If Clyde River youth have trouble remembering traditional place names for locations surrounding their community, help is just one website away.

The recently launched Clyde River Knowledge Atlas combines Google’s satellite maps with the knowledge of the Nunavut community’s elders and hunters.

Load up the map and you’ll see the area surrounding Clyde River marked with more than 300 green dots. Tap on one, and you’ll hear the place name pronounced in Inuktitut, while a pop-up window shows the name written in both syllabics and roman orthography.

Mike Jaypoody with Clyde River’s Ittaq Heritage and Research Centre says this knowledge can be important if you’re out on the land and your snowmobile breaks down, and you have to radio for help.

As well, traditional place names also help remind Inuit youth who they are, he said.

“We have to keep our history,” said Jaypoody. “And we want to be able to show our kids, when they grow up, where we used to hunt. I think it’s important for all Inuit to know where we came from.”

Clyde River Knowledge Atlas meeting in Nunavut

Clyde River residents gather to learn about the online atlas project on Jan. 23. (Photo courtesy of Shari Fox)

The atlas was first publicly unveiled during the ArcticNet science conference in Ottawa in December. More recently, a public meeting held in Clyde River on Jan. 23 attracted about 45 people—not bad, considering it was a cold day, and the gathering was held in an out-of-the-way location, said Jaypoody.

The atlas remains a work in progress. One focus over the next year, said Jaypoody, will be to translate more of the website’s pages into Inuktitut—as things stand, most of it is only available in English.

The number of place names listed in the atlas will also likely continue to expand. What’s there now was built on the work of the Inuit Heritage Trust, and then expanded upon through interviews with residents.

“We’re fortunate to be able to work with local hunters and elders in the community,” said Jaypoody.

Another forthcoming feature will showcase interviews done with elders out on the land, near the remains of traditional sod houses, “so that we can have a better understanding of our ancestors, and actually see a physical sod house location,” said Jaypoody.

Other features of the atlas also remain under development, such as options to view historical data on weather and sea ice conditions.

The Clyde River Knowledge Atlas was first unveiled at the ArcticNet science conference in Ottawa in December. (Photo courtesy of Shari Fox)
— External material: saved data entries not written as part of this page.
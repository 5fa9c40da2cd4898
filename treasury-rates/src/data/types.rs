//! Core data types for Treasury yield curve retrieval.
//!
//! A `RateSet` holds one reporting day of tenor yields for one curve kind,
//! exactly as published in the most recent feed entry.

use std::fmt;
use std::io::Write;
use std::str::FromStr;

use rust_decimal::{Decimal, RoundingStrategy};

use crate::error::FeedResult;

/// Default number of significant digits kept when parsing yields.
pub const DEFAULT_PRECISION: u32 = 6;

/// Which Treasury yield curve a feed publishes.
#[derive(Debug, Clone, Copy, PartialEq, Eq, Hash)]
pub enum RateKind {
    /// Par yield curve rates.
    Nominal,
    /// Real (inflation-adjusted) par yield curve rates.
    Real,
}

impl RateKind {
    /// Both curves, in output order.
    pub const ALL: [RateKind; 2] = [RateKind::Nominal, RateKind::Real];

    /// Label prefix used by the Treasury for this curve's fields.
    pub fn prefix(&self) -> &'static str {
        match self {
            Self::Nominal => "BC_",
            Self::Real => "TC_",
        }
    }

    /// Value of the `data` query parameter selecting this curve's feed.
    pub fn dataset(&self) -> &'static str {
        match self {
            Self::Nominal => "daily_treasury_yield_curve",
            Self::Real => "daily_treasury_real_yield_curve",
        }
    }

    pub fn as_str(&self) -> &'static str {
        match self {
            Self::Nominal => "nominal",
            Self::Real => "real",
        }
    }
}

impl fmt::Display for RateKind {
    fn fmt(&self, f: &mut fmt::Formatter<'_>) -> fmt::Result {
        f.write_str(self.as_str())
    }
}

/// Decimal parsing context.
///
/// Limits parsed values to `precision` significant digits. Values that are
/// already within the limit keep their published scale, so `"4.20"` stays
/// `4.20`.
#[derive(Debug, Clone, Copy)]
pub struct DecimalContext {
    pub precision: u32,
    pub rounding: RoundingStrategy,
}

impl Default for DecimalContext {
    fn default() -> Self {
        Self::new(DEFAULT_PRECISION)
    }
}

impl DecimalContext {
    pub fn new(precision: u32) -> Self {
        Self {
            precision: precision.max(1),
            rounding: RoundingStrategy::MidpointNearestEven,
        }
    }

    /// Parse decimal text (plain or scientific notation) and round it to the
    /// context precision.
    pub fn parse(&self, text: &str) -> Result<Decimal, rust_decimal::Error> {
        let value = Decimal::from_str(text).or_else(|_| Decimal::from_scientific(text))?;
        Ok(self.round(value))
    }

    /// Round `value` to at most `precision` significant digits.
    pub fn round(&self, value: Decimal) -> Decimal {
        let mut value = value;
        loop {
            let digits = significant_digits(value);
            if digits <= self.precision {
                return value;
            }
            let excess = digits - self.precision;
            let scale = value.scale();
            if excess > scale {
                // Integer digits alone exceed the precision.
                return value
                    .round_sf_with_strategy(self.precision, self.rounding)
                    .unwrap_or(value);
            }
            // A carry (9.999995 -> 10.00000) can add a digit, hence the loop.
            value = value.round_dp_with_strategy(scale - excess, self.rounding);
        }
    }
}

fn significant_digits(value: Decimal) -> u32 {
    let mantissa = value.mantissa().unsigned_abs();
    if mantissa == 0 {
        1
    } else {
        mantissa.ilog10() + 1
    }
}

/// One reporting day of tenor yields for a single curve.
///
/// Tenors missing from the feed entry are `None` and print as blanks.
#[derive(Debug, Clone, PartialEq, Eq)]
pub struct RateSet {
    pub kind: RateKind,

    /// Reporting date, verbatim from the feed.
    pub date: String,

    pub y5: Option<Decimal>,
    pub y10: Option<Decimal>,
    pub y20: Option<Decimal>,
    pub y30: Option<Decimal>,
}

impl RateSet {
    /// An empty rate set; fields are filled in by the extractor.
    pub fn new(kind: RateKind) -> Self {
        Self {
            kind,
            date: String::new(),
            y5: None,
            y10: None,
            y20: None,
            y30: None,
        }
    }

    /// True when no field was found in the entry.
    pub fn is_empty(&self) -> bool {
        self.date.is_empty()
            && self.y5.is_none()
            && self.y10.is_none()
            && self.y20.is_none()
            && self.y30.is_none()
    }

    /// Tenor rows as `(label, value)` pairs, in output order.
    pub fn tenors(&self) -> [(String, Option<Decimal>); 4] {
        let prefix = self.kind.prefix();
        [
            (format!("{prefix}5YEAR"), self.y5),
            (format!("{prefix}10YEAR"), self.y10),
            (format!("{prefix}20YEAR"), self.y20),
            (format!("{prefix}30YEAR"), self.y30),
        ]
    }

    /// Write this rate set as a `NAME,VALUE` CSV block.
    pub fn write_csv<W: Write>(&self, writer: W) -> FeedResult<()> {
        let mut csv = csv::Writer::from_writer(writer);
        csv.write_record(["NAME", "VALUE"])?;
        csv.write_record(["NEW_DATE", self.date.as_str()])?;
        for (label, value) in self.tenors() {
            let value = value.map(|v| v.to_string()).unwrap_or_default();
            csv.write_record([label.as_str(), value.as_str()])?;
        }
        csv.flush()?;
        Ok(())
    }

    /// Render the CSV block as a string.
    pub fn to_csv(&self) -> FeedResult<String> {
        let mut buf = Vec::new();
        self.write_csv(&mut buf)?;
        Ok(String::from_utf8_lossy(&buf).into_owned())
    }
}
Work on the atlas began in 2015. Jaypoody, who is a cameraman, video editor and filmmaker, is described by the atlas’s website as one of the project’s driving forces. Another is Robert Kautuk, a photographer and drone pilot.

Shari Fox, a researcher and long-time resident of Clyde River, co-founded Ittaq and works on funding proposals, research, and coordination.
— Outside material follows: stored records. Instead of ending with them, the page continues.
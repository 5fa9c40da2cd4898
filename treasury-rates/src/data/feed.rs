//! Element tree for Treasury XML feeds.
//!
//! The feeds are Atom documents wrapping OData properties, and the namespace
//! prefixes on their tags are not consistent between feeds. Lookups therefore
//! match on the *suffix* of the tag name as written (`m:properties`,
//! `d:BC_5YEAR`, ...) rather than on a resolved qualified name.

use std::borrow::Cow;

use quick_xml::events::{BytesStart, Event};
use quick_xml::Reader;

use crate::error::{FeedError, FeedResult};

/// A parsed XML element.
#[derive(Debug, Clone, Default, PartialEq, Eq)]
pub struct Element {
    /// Tag name as written, including any namespace prefix.
    pub tag: String,
    /// Attributes as `(name, value)`, names as written.
    pub attributes: Vec<(String, String)>,
    /// Text appearing before the first child element, if any.
    pub text: Option<String>,
    pub children: Vec<Element>,
}

impl Element {
    pub fn new(tag: impl Into<String>) -> Self {
        Self {
            tag: tag.into(),
            ..Self::default()
        }
    }

    pub fn with_text(mut self, text: impl Into<String>) -> Self {
        self.text = Some(text.into());
        self
    }

    pub fn with_attribute(mut self, name: impl Into<String>, value: impl Into<String>) -> Self {
        self.attributes.push((name.into(), value.into()));
        self
    }

    pub fn with_child(mut self, child: Element) -> Self {
        self.children.push(child);
        self
    }

    /// Trimmed text content, empty when the element has none.
    pub fn trimmed_text(&self) -> &str {
        self.text.as_deref().map(str::trim).unwrap_or("")
    }

    /// Value of the first attribute whose name ends with `suffix`.
    pub fn attribute_with_suffix(&self, suffix: &str) -> Option<&str> {
        self.attributes
            .iter()
            .find(|(name, _)| name.ends_with(suffix))
            .map(|(_, value)| value.as_str())
    }

    /// Whether the element is explicitly marked `null="true"`, as OData does
    /// for values that have not been published.
    pub fn is_null(&self) -> bool {
        self.attribute_with_suffix("null")
            .is_some_and(|v| v.trim().eq_ignore_ascii_case("true"))
    }

    fn push_text(&mut self, text: &str) {
        // Only text before the first child counts as the element's own text.
        if self.children.is_empty() {
            self.text.get_or_insert_with(String::new).push_str(text);
        }
    }

    fn from_start(start: &BytesStart<'_>) -> FeedResult<Self> {
        let mut element = Element::new(String::from_utf8_lossy(start.name().as_ref()));
        for attr in start.attributes() {
            let attr = attr.map_err(quick_xml::Error::from)?;
            let name = String::from_utf8_lossy(attr.key.as_ref()).into_owned();
            let value = attr.unescape_value()?.into_owned();
            element.attributes.push((name, value));
        }
        Ok(element)
    }
}

/// Parse a feed body into its root element.
pub fn parse(bytes: &[u8]) -> FeedResult<Element> {
    let mut reader = Reader::from_reader(bytes);
    let mut buf = Vec::new();
    let mut stack: Vec<Element> = Vec::new();
    let mut root: Option<Element> = None;

    loop {
        match reader.read_event_into(&mut buf)? {
            Event::Start(start) => stack.push(Element::from_start(&start)?),
            Event::Empty(start) => {
                let element = Element::from_start(&start)?;
                attach(&mut stack, &mut root, element)?;
            }
            Event::End(_) => {
                let element = stack
                    .pop()
                    .ok_or_else(|| FeedError::Malformed("unexpected closing tag".to_string()))?;
                attach(&mut stack, &mut root, element)?;
            }
            Event::Text(text) => {
                if let Some(current) = stack.last_mut() {
                    current.push_text(&text.unescape()?);
                }
            }
            Event::CData(data) => {
                if let Some(current) = stack.last_mut() {
                    let bytes = data.into_inner();
                    let text: Cow<'_, str> = String::from_utf8_lossy(&bytes);
                    current.push_text(&text);
                }
            }
            Event::Eof => break,
            _ => {}
        }
        buf.clear();
    }

    if let Some(open) = stack.last() {
        return Err(FeedError::Malformed(format!("unclosed element <{}>", open.tag)));
    }
    root.ok_or_else(|| FeedError::Malformed("document has no root element".to_string()))
}

fn attach(stack: &mut [Element], root: &mut Option<Element>, element: Element) -> FeedResult<()> {
    match stack.last_mut() {
        Some(parent) => parent.children.push(element),
        None if root.is_none() => *root = Some(element),
        None => {
            return Err(FeedError::Malformed(format!(
                "multiple root elements, second is <{}>",
                element.tag
            )))
        }
    }
    Ok(())
}

/// Direct children of `node` whose tag ends with `suffix`, in document order.
pub fn children_with_suffix<'a>(
    node: &'a Element,
    suffix: &'a str,
) -> impl Iterator<Item = &'a Element> + 'a {
    node.children.iter().filter(move |c| c.tag.ends_with(suffix))
}

/// The single direct child of `node` whose tag ends with `suffix`.
///
/// Zero or several matches mean the feed layout is not what we expect, which
/// is reported as [`FeedError::Structure`] rather than guessed around.
pub fn unique_child_with_suffix<'a>(node: &'a Element, suffix: &str) -> FeedResult<&'a Element> {
    let matches: Vec<&'a Element> = node
        .children
        .iter()
        .filter(|c| c.tag.ends_with(suffix))
        .collect();
    match matches.as_slice() {
        [only] => Ok(*only),
        _ => Err(FeedError::Structure {
            parent: node.tag.clone(),
            suffix: suffix.to_string(),
            count: matches.len(),
        }),
    }
}

/// The last `entry` child of `root`.
///
/// Feeds list entries chronologically, so this is the latest reporting date.
/// `None` means the feed has no entries yet (e.g. early in a new month).
pub fn last_entry(root: &Element) -> Option<&Element> {
    children_with_suffix(root, "entry").last()
}

#[cfg(test)]
mod tests {
    use super::*;

    const FEED: &str = r#"<?xml version="1.0" encoding="utf-8" standalone="yes"?>
<feed xml:base="https://home.treasury.gov/" xmlns="http://www.w3.org/2005/Atom"
      xmlns:d="http://schemas.microsoft.com/ado/2007/08/dataservices"
      xmlns:m="http://schemas.microsoft.com/ado/2007/08/dataservices/metadata">
  <title type="text">DailyTreasuryYieldCurveRateData</title>
  <entry>
    <id>first</id>
    <content type="application/xml">
      <m:properties>
        <d:NEW_DATE m:type="Edm.DateTime">2024-01-02T00:00:00</d:NEW_DATE>
      </m:properties>
    </content>
  </entry>
  <atom:entry xmlns:atom="http://www.w3.org/2005/Atom">
    <id>second</id>
  </atom:entry>
</feed>"#;

    #[test]
    fn test_parse_builds_tree() {
        let root = parse(FEED.as_bytes()).unwrap();
        assert_eq!(root.tag, "feed");
        assert_eq!(root.children.len(), 3);
        assert_eq!(root.children[0].tag, "title");
        assert_eq!(root.children[0].trimmed_text(), "DailyTreasuryYieldCurveRateData");
        assert_eq!(root.children[0].attribute_with_suffix("type"), Some("text"));
    }

    #[test]
    fn test_parse_unescapes_text() {
        let root = parse(b"<a><b>x &amp; y</b><c><![CDATA[<raw>]]></c></a>").unwrap();
        assert_eq!(root.children[0].trimmed_text(), "x & y");
        assert_eq!(root.children[1].trimmed_text(), "<raw>");
    }

    #[test]
    fn test_text_is_leading_text_only() {
        let root = parse(b"<a>head<b/>tail</a>").unwrap();
        assert_eq!(root.text.as_deref(), Some("head"));
    }

    #[test]
    fn test_empty_element_has_no_text() {
        let root = parse(b"<a><d:DATE/></a>").unwrap();
        assert_eq!(root.children[0].text, None);
        assert_eq!(root.children[0].trimmed_text(), "");
    }

    #[test]
    fn test_parse_rejects_malformed() {
        assert!(parse(b"<a><b></a>").is_err());
        assert!(parse(b"<a><b>").is_err());
        assert!(parse(b"").is_err());
        assert!(parse(b"<a/><b/>").is_err());
        assert!(parse(b"<html>Service Unavailable").is_err());
    }

    #[test]
    fn test_last_entry_ignores_prefix() {
        let root = parse(FEED.as_bytes()).unwrap();
        let entry = last_entry(&root).unwrap();
        assert_eq!(entry.tag, "atom:entry");
        assert_eq!(entry.children[0].trimmed_text(), "second");
    }

    #[test]
    fn test_last_entry_direct_children_only() {
        let root = Element::new("feed")
            .with_child(Element::new("entry").with_text("top"))
            .with_child(Element::new("wrapper").with_child(Element::new("entry")));
        assert_eq!(last_entry(&root).unwrap().trimmed_text(), "top");
    }

    #[test]
    fn test_last_entry_none_when_no_entries() {
        let root = parse(b"<feed><title>empty</title></feed>").unwrap();
        assert!(last_entry(&root).is_none());
    }

    #[test]
    fn test_children_with_suffix_is_case_sensitive() {
        let node = Element::new("p")
            .with_child(Element::new("d:BC_5YEAR"))
            .with_child(Element::new("d:bc_5year"))
            .with_child(Element::new("BC_5YEAR"));
        let tags: Vec<_> = children_with_suffix(&node, "5YEAR").map(|c| c.tag.as_str()).collect();
        assert_eq!(tags, vec!["d:BC_5YEAR", "BC_5YEAR"]);
    }

    #[test]
    fn test_unique_child_found() {
        let node = Element::new("entry")
            .with_child(Element::new("id"))
            .with_child(Element::new("content"));
        assert_eq!(unique_child_with_suffix(&node, "content").unwrap().tag, "content");
    }

    #[test]
    fn test_unique_child_missing() {
        let node = Element::new("entry").with_child(Element::new("id"));
        match unique_child_with_suffix(&node, "content") {
            Err(FeedError::Structure { parent, suffix, count }) => {
                assert_eq!(parent, "entry");
                assert_eq!(suffix, "content");
                assert_eq!(count, 0);
            }
            other => panic!("expected structure error, got {:?}", other),
        }
    }

    #[test]
    fn test_unique_child_duplicated() {
        let node = Element::new("content")
            .with_child(Element::new("m:properties"))
            .with_child(Element::new("properties"))
            .with_child(Element::new("x:properties"));
        match unique_child_with_suffix(&node, "properties") {
            Err(FeedError::Structure { count, .. }) => assert_eq!(count, 3),
            other => panic!("expected structure error, got {:?}", other),
        }
    }

    #[test]
    fn test_null_attribute() {
        let null = Element::new("d:BC_30YEAR").with_attribute("m:null", "true");
        assert!(null.is_null());
        assert!(!Element::new("d:BC_30YEAR").is_null());
        assert!(!Element::new("d:BC_30YEAR").with_attribute("m:null", "false").is_null());
    }
}
//! Feed retrieval configuration.

use std::time::Duration;

use chrono::NaiveDate;

use crate::data::DEFAULT_PRECISION;

/// Treasury interest rate XML endpoint.
pub const TREASURY_XML_URL: &str =
    "https://home.treasury.gov/resource-center/data-chart-center/interest-rates/pages/xml";

/// Per-request timeout.
pub const DEFAULT_TIMEOUT: Duration = Duration::from_secs(60);

/// Configuration for [`crate::data::TreasuryClient`].
#[derive(Debug, Clone)]
pub struct FeedConfig {
    /// Endpoint the `data` and month query parameters are appended to.
    pub base_url: String,

    /// Timeout applied to each feed request.
    pub timeout: Duration,

    /// Significant digits kept when parsing yields.
    pub precision: u32,
}

impl Default for FeedConfig {
    fn default() -> Self {
        Self {
            base_url: TREASURY_XML_URL.to_string(),
            timeout: DEFAULT_TIMEOUT,
            precision: DEFAULT_PRECISION,
        }
    }
}

/// Parse a `YYYYMM` month into the first day of that month.
pub fn parse_month(s: &str) -> Result<NaiveDate, String> {
    let s = s.trim();
    if s.len() != 6 || !s.bytes().all(|b| b.is_ascii_digit()) {
        return Err(format!("expected YYYYMM, got {:?}", s));
    }
    NaiveDate::parse_from_str(&format!("{s}01"), "%Y%m%d")
        .map_err(|e| format!("invalid month {:?}: {}", s, e))
}

/// Format a date as the `YYYYMM` month the feeds are keyed by.
pub fn month_param(date: NaiveDate) -> String {
    date.format("%Y%m").to_string()
}
//! Errors raised while fetching and decoding Treasury feeds.

use thiserror::Error;

/// Treasury feed errors.
#[derive(Error, Debug)]
pub enum FeedError {
    #[error("HTTP request failed: {0}")]
    Http(#[from] reqwest::Error),

    #[error("Unexpected HTTP status {status} from {url}")]
    Status {
        url: String,
        status: reqwest::StatusCode,
    },

    #[error("XML parsing error: {0}")]
    Xml(#[from] quick_xml::Error),

    #[error("Malformed feed document: {0}")]
    Malformed(String),

    /// The feed layout changed: a wrapper element did not have exactly one
    /// matching child.
    #[error("Expected exactly one <*{suffix}> under <{parent}>, found {count}")]
    Structure {
        parent: String,
        suffix: String,
        count: usize,
    },

    #[error("Invalid rate for {field}: {value:?}")]
    InvalidRate { field: String, value: String },

    #[error("CSV output error: {0}")]
    Csv(#[from] csv::Error),

    #[error("IO error: {0}")]
    Io(#[from] std::io::Error),
}

pub type FeedResult<T> = Result<T, FeedError>;
//! Print the latest Treasury yield curve tenors as CSV.
//!
//! # Usage
//!
//! ```bash
//! # Current month, nominal then real
//! get-rates
//!
//! # A specific month
//! get-rates --month 202401
//!
//! # Show request details on stderr
//! RUST_LOG=treasury_rates=debug get-rates
//! ```

use std::io::{self, Write};
use std::process::ExitCode;
use std::time::Duration;

use anyhow::{Context, Result};
use chrono::{Local, NaiveDate};
use clap::Parser;
use tracing::error;
use tracing_subscriber::EnvFilter;

use treasury_rates::config::{parse_month, TREASURY_XML_URL};
use treasury_rates::{FeedConfig, TreasuryClient};

/// Treasury yield curve CLI.
#[derive(Parser)]
#[command(name = "get-rates")]
#[command(about = "Print the latest Treasury nominal and real yield curve tenors as CSV")]
#[command(version)]
struct Cli {
    /// Month to query (YYYYMM); defaults to the current month
    #[arg(long, env = "TREASURY_MONTH", value_parser = parse_month)]
    month: Option<NaiveDate>,

    /// Feed endpoint
    #[arg(long, env = "TREASURY_BASE_URL", default_value = TREASURY_XML_URL)]
    base_url: String,

    /// Per-request timeout in seconds
    #[arg(long, env = "TREASURY_TIMEOUT_SECS", default_value_t = 60)]
    timeout_secs: u64,

    /// Significant digits kept for each yield
    #[arg(
        long,
        env = "TREASURY_PRECISION",
        default_value_t = 6,
        value_parser = clap::value_parser!(u32).range(1..=28)
    )]
    precision: u32,
}

#[tokio::main]
async fn main() -> Result<ExitCode> {
    // Logs go to stderr; stdout carries only the CSV
    tracing_subscriber::fmt()
        .with_writer(io::stderr)
        .with_env_filter(
            EnvFilter::from_default_env()
                .add_directive("treasury_rates=info".parse()?)
                .add_directive("get_rates=info".parse()?),
        )
        .init();

    let cli = Cli::parse();

    let month = cli.month.unwrap_or_else(|| Local::now().date_naive());
    let config = FeedConfig {
        base_url: cli.base_url,
        timeout: Duration::from_secs(cli.timeout_secs),
        precision: cli.precision,
    };
    let client = TreasuryClient::new(config).context("Failed to build HTTP client")?;

    let mut failed = false;
    let mut out = io::stdout().lock();

    for (kind, result) in client.get_all_rates(month).await {
        match result {
            Ok(Some(rates)) => rates
                .write_csv(&mut out)
                .with_context(|| format!("Failed to write {} rates", kind))?,
            Ok(None) => {}
            Err(e) => {
                error!("Failed to retrieve {} rates: {}", kind, e);
                failed = true;
            }
        }
    }
    out.flush()?;

    Ok(if failed {
        ExitCode::FAILURE
    } else {
        ExitCode::SUCCESS
    })
}
//! Treasury yield curve feed client.
//!
//! Feeds are selected by a `data` query parameter naming the curve and a
//! `field_tdr_date_value_month` parameter naming the month (`YYYYMM`). Each
//! feed lists that month's reporting days in chronological order.

use chrono::NaiveDate;
use reqwest::{Client, Request};
use tracing::{debug, info};

use super::extract::rates_from_document;
use super::feed::{self, Element};
use super::types::{DecimalContext, RateKind, RateSet};
use crate::config::{month_param, FeedConfig};
use crate::error::{FeedError, FeedResult};

/// Query parameter selecting the curve.
const DATA_PARAM: &str = "data";

/// Query parameter selecting the month.
const MONTH_PARAM: &str = "field_tdr_date_value_month";

/// Treasury feed client.
pub struct TreasuryClient {
    client: Client,
    config: FeedConfig,
    ctx: DecimalContext,
}

impl TreasuryClient {
    /// Create a client with the configured request timeout.
    pub fn new(config: FeedConfig) -> FeedResult<Self> {
        let client = Client::builder().timeout(config.timeout).build()?;
        Ok(Self::with_client(client, config))
    }

    /// Create a client around an existing `reqwest` client.
    pub fn with_client(client: Client, config: FeedConfig) -> Self {
        let ctx = DecimalContext::new(config.precision);
        Self {
            client,
            config,
            ctx,
        }
    }

    pub fn config(&self) -> &FeedConfig {
        &self.config
    }

    /// Build the GET request for a curve's feed for the month containing `month`.
    pub fn feed_request(&self, kind: RateKind, month: NaiveDate) -> FeedResult<Request> {
        let month = month_param(month);
        let request = self
            .client
            .get(&self.config.base_url)
            .query(&[(DATA_PARAM, kind.dataset()), (MONTH_PARAM, month.as_str())])
            .build()?;
        Ok(request)
    }

    /// Fetch and parse a curve's feed document.
    ///
    /// A non-success status is an error; the body is not parsed.
    pub async fn fetch_document(&self, kind: RateKind, month: NaiveDate) -> FeedResult<Element> {
        let request = self.feed_request(kind, month)?;
        let url = request.url().to_string();
        debug!("Requesting {} feed: {}", kind, url);

        let response = self.client.execute(request).await?;
        let status = response.status();
        info!("{} feed responded with {}", kind, status);

        if !status.is_success() {
            return Err(FeedError::Status { url, status });
        }

        let body = response.bytes().await?;
        feed::parse(&body)
    }

    /// Get the most recent rates published for `kind` in the given month.
    ///
    /// `Ok(None)` means the feed has no entries yet.
    pub async fn get_rates(&self, kind: RateKind, month: NaiveDate) -> FeedResult<Option<RateSet>> {
        let root = self.fetch_document(kind, month).await?;
        let rates = rates_from_document(&root, kind, &self.ctx)?;

        match &rates {
            Some(r) => info!("Latest {} rates dated {}", kind, r.date),
            None => info!("No {} entries published for {}", kind, month_param(month)),
        }

        Ok(rates)
    }

    /// Fetch both curves concurrently. Results are in [`RateKind::ALL`] order.
    pub async fn get_all_rates(
        &self,
        month: NaiveDate,
    ) -> Vec<(RateKind, FeedResult<Option<RateSet>>)> {
        let (nominal, real) = tokio::join!(
            self.get_rates(RateKind::Nominal, month),
            self.get_rates(RateKind::Real, month),
        );
        vec![(RateKind::Nominal, nominal), (RateKind::Real, real)]
    }
}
A local steering committee also includes Albert Panipak, Jerry Natanine, Aimo Paniloo, Sandy Kautuq and Apiusie Apak.

The project has received training and technical support from Amos Hayes and Robert Oikle of the Carleton University’s Geomatics and Cartographic Research Centre, and from Peter Pulsifer of the Exchange for Local Observations and Knowledge of the Arctic.

The atlas project has received funding from Tides Canada and Indigenous and Northern Affairs Canada.